Colfax Elementary School, North Hollywood: As part of its plan to redesign the school’s curriculum, Colfax will sponsor a weeklong training session this summer to familiarize teachers with innovative instruction.

Vaughn Street Elementary School, San Fernando: Vaughn will hire two college students to expand its preschool program from 90 to 130 youngsters and send instructors to preschoolers’ homes to deliver lessons that foster the development of “school readiness” skills. The grant will also be used to fund teacher workshops on improving student assessment.

Fourth Street Elementary School, Los Angeles: The multi-track, year-round school will bring teachers in during their vacations to attend conferences and plan for the introduction next year of such teaching innovations as ungraded classrooms and multi-age groupings. Part of the money will also be used to translate materials explaining the new approach into a variety of languages for parents.

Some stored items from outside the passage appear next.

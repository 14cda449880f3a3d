//! Meal MCP Tools
//!
//! Manual meal entry, saving confirmed photo meals, listing and deletion.

use serde::Serialize;
use tracing::info;

use super::{resolve_date, DeleteResponse};
use crate::db::Database;
use crate::models::{FoodItem, Meal, MealCreate, MealSource, MealType, NutritionTotals};
use crate::nutrition::{aggregate, parse_int_or_zero};

pub const MISSING_MEAL_FIELDS: &str = "Please enter at least meal name and calories.";

/// Text fields of the manual meal form
#[derive(Debug, Clone, Default)]
pub struct ManualMealInput {
    pub name: String,
    pub calories: String,
    pub protein: Option<String>,
    pub carbs: Option<String>,
    pub fat: Option<String>,
    pub meal_type: Option<String>,
    pub date: Option<String>,
}

/// Response for meal creation
#[derive(Debug, Serialize)]
pub struct LogMealResponse {
    pub meal: Meal,
    pub message: String,
}

/// Response for list_meals
#[derive(Debug, Serialize)]
pub struct ListMealsResponse {
    pub date: String,
    pub meals: Vec<Meal>,
    pub totals: NutritionTotals,
}

// ============================================================================
// Meal Tools
// ============================================================================

/// Log a meal typed in by hand
///
/// Name and calories are required; numbers are read as whole values and
/// anything unreadable counts as 0.
pub fn log_manual_meal(db: &Database, input: &ManualMealInput) -> Result<LogMealResponse, String> {
    let name = input.name.trim();
    if name.is_empty() || input.calories.trim().is_empty() {
        return Err(MISSING_MEAL_FIELDS.to_string());
    }

    let date = resolve_date(input.date.as_deref())?;
    let whole = |v: &Option<String>| {
        v.as_deref()
            .map(|s| parse_int_or_zero(s).max(0) as f64)
            .unwrap_or(0.0)
    };

    let data = MealCreate {
        date,
        name: name.to_string(),
        meal_type: input
            .meal_type
            .as_deref()
            .map(MealType::from_str)
            .unwrap_or_default(),
        nutrition: NutritionTotals::new(
            parse_int_or_zero(&input.calories).max(0) as f64,
            whole(&input.protein),
            whole(&input.carbs),
            whole(&input.fat),
        ),
        source: MealSource::Manual,
        photo_uri: None,
        logged_at: None,
        items: Vec::new(),
    };

    let conn = db.get_conn().map_err(|e| format!("Database error: {}", e))?;
    let meal = Meal::create(&conn, &data).map_err(|e| format!("Failed to log meal: {}", e))?;

    info!(meal_id = meal.id, date = %meal.date, calories = meal.nutrition.calories, "manual meal logged");

    Ok(LogMealResponse {
        message: format!("Meal '{}' logged", meal.name),
        meal,
    })
}

/// Persist the items of a confirmed food analysis as one meal
pub fn save_confirmed_meal(
    db: &Database,
    date: Option<&str>,
    meal_type: Option<&str>,
    items: Vec<FoodItem>,
    photo_uri: Option<String>,
) -> Result<LogMealResponse, String> {
    if items.is_empty() {
        return Err("No food items to save".to_string());
    }

    let date = resolve_date(date)?;
    let meal_type = meal_type.map(MealType::from_str).unwrap_or_default();
    let data = MealCreate::from_confirmed(&date, meal_type, items, photo_uri);

    let conn = db.get_conn().map_err(|e| format!("Database error: {}", e))?;
    let meal = Meal::create(&conn, &data).map_err(|e| format!("Failed to save meal: {}", e))?;

    info!(meal_id = meal.id, items = meal.items.len(), calories = meal.nutrition.calories, "photo meal saved");

    Ok(LogMealResponse {
        message: format!("Meal logged with {} food item(s)", meal.items.len()),
        meal,
    })
}

/// List the meals of a day with their summed nutrition
pub fn list_meals(db: &Database, date: Option<&str>) -> Result<ListMealsResponse, String> {
    let date = resolve_date(date)?;
    let conn = db.get_conn().map_err(|e| format!("Database error: {}", e))?;

    let meals = Meal::list_for_date(&conn, &date)
        .map_err(|e| format!("Failed to list meals: {}", e))?;
    let totals = aggregate(&meals);

    Ok(ListMealsResponse { date, meals, totals })
}

/// Delete a meal and its items
pub fn delete_meal(db: &Database, id: i64) -> Result<DeleteResponse, String> {
    let conn = db.get_conn().map_err(|e| format!("Database error: {}", e))?;

    let deleted = Meal::delete(&conn, id).map_err(|e| format!("Failed to delete meal: {}", e))?;
    if !deleted {
        return Err(format!("Meal {} not found", id));
    }

    info!(meal_id = id, "meal deleted");
    Ok(DeleteResponse { id, deleted })
}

Franklin High School, Los Angeles: Franklin will hire a parent to coordinate activities to increase parental involvement, and teach the faculty how to personalize relationships with students and build self-esteem. Training sessions will also explore ways to incorporate multicultural and cooperative learning approaches into classroom instruction.

Hamilton High School, West Los Angeles: Hamilton plans to reorganize its school into five complexes, one each for music, math and science, foreign languages, communication arts and the humanities. The grant will be used to train teachers and involve parents in implementing the changes.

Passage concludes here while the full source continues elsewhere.